На Пенн-стейшн они прибыли в начале одиннадцатого, тем сквозисто-дымчатым осенним утром, когда на солнце тепло, а в тени небоскребов прохладно, когда весь город щегольски вышагивает с высоко поднятой головой – на работу, на утренний кофе и деловые завтраки. Город идет с легким вихлянием, как будто ему за ночь слегка развинтили шарниры. В Нью-Йорк Дэвид приехал не ротозеем и не ностальгирующим экскурсантом, а на встречу, за которой следовал бизнес-ланч – Ланч-Легенда, которую люди, сладко обмирая сердцем, мысленно живописуют себе во всех деталях: это предвкушение, которое, можно сказать, подпитывает им силы все месяцы и годы, проведенные ими в одинокой, героической (а подчас и стоической) борьбе с Чистым Листом Нетленки и Мигающим Курсором Судьбы.
Дэвида внезапно вознамерились издать.
Нет-нет, в самом деле!
До центра он вначале планировал взять такси, но улицы уже гудели транспортным потоком – это даже если не считать, что они с Доун прибыли ну очень рано (билеты она взяла с запасом времени, учитывающим все, от небольшой задержки до полномасштабного теракта на пути следования). В итоге решили прогуляться пешком – действительно, что им стоит одолеть десяток-другой кварталов? Писателю бросалось в глаза, как здесь все изменилось. И не только то, что за истекшие десять лет здесь стало заметно чище и уже не столь явно маячила перспектива, что на тебя нападут из-за любого угла (хотя окончательно этого никто не отменял).
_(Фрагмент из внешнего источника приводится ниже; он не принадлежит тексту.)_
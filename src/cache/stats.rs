//! Cache Statistics Module
//!
//! Tracks cache performance metrics including hits, misses, and evictions.

use serde::Serialize;

// == Cache Stats ==
/// Snapshot of cache performance metrics.
#[derive(Debug, Clone, Default, PartialEq, Eq, Serialize)]
pub struct CacheStats {
    /// Number of successful lookups
    pub hits: u64,
    /// Number of lookups for absent keys
    pub misses: u64,
    /// Number of entries evicted by cost, count or age limits
    pub evictions: u64,
    /// Current number of entries in the cache
    pub total_count: usize,
    /// Current total cost of all entries
    pub total_cost: u64,
}

impl CacheStats {
    // == Constructor ==
    /// Creates a new CacheStats with all counters at zero.
    pub fn new() -> Self {
        Self::default()
    }

    // == Hit Rate ==
    /// Calculates the cache hit rate.
    ///
    /// Returns hits / (hits + misses), or 0.0 if no lookups have been made.
    pub fn hit_rate(&self) -> f64 {
        let total = self.hits + self.misses;
        if total == 0 {
            0.0
        } else {
            self.hits as f64 / total as f64
        }
    }

    pub fn record_hit(&mut self) {
        self.hits += 1;
    }

    pub fn record_miss(&mut self) {
        self.misses += 1;
    }

    pub fn record_evictions(&mut self, count: usize) {
        self.evictions += count as u64;
    }
}

// == Unit Tests ==
#[cfg(test)]
mod tests {
    use super::*;

    #[test]
    fn test_stats_new() {
        let stats = CacheStats::new();
        assert_eq!(stats.hits, 0);
        assert_eq!(stats.misses, 0);
        assert_eq!(stats.evictions, 0);
        assert_eq!(stats.total_count, 0);
        assert_eq!(stats.total_cost, 0);
    }

    #[test]
    fn test_hit_rate_no_requests() {
        let stats = CacheStats::new();
        assert_eq!(stats.hit_rate(), 0.0);
    }

    #[test]
    fn test_hit_rate_mixed() {
        let mut stats = CacheStats::new();
        stats.record_hit();
        stats.record_hit();
        stats.record_hit();
        stats.record_miss();
        assert_eq!(stats.hit_rate(), 0.75);
    }

    #[test]
    fn test_record_evictions() {
        let mut stats = CacheStats::new();
        stats.record_evictions(1);
        stats.record_evictions(3);
        assert_eq!(stats.evictions, 4);
    }

    #[test]
    fn test_stats_serialize() {
        let stats = CacheStats {
            hits: 2,
            misses: 1,
            evictions: 0,
            total_count: 2,
            total_cost: 120,
        };
        let json = serde_json::to_value(&stats).unwrap();
        assert_eq!(json["hits"], 2);
        assert_eq!(json["total_cost"], 120);
    }
}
Те поросшие быльем пять месяцев, что он когда-то прожил в этом городе, Дэвид был, похоже, просто чересчур инертным, и сейчас та его прежняя осмотрительность казалась чем-то унылым и достойным сожаления. Зато теперь, когда с высоты своих тридцати лет ностальгически оглядываешься на прожитое, легко забываются скованность и одиночество, которые изводят тебя в двадцать с небольшим, а обыденность жизни, именуемая зрелостью, облекает тебя, словно кокон, постепенно отвердевающий в защитный панцирь.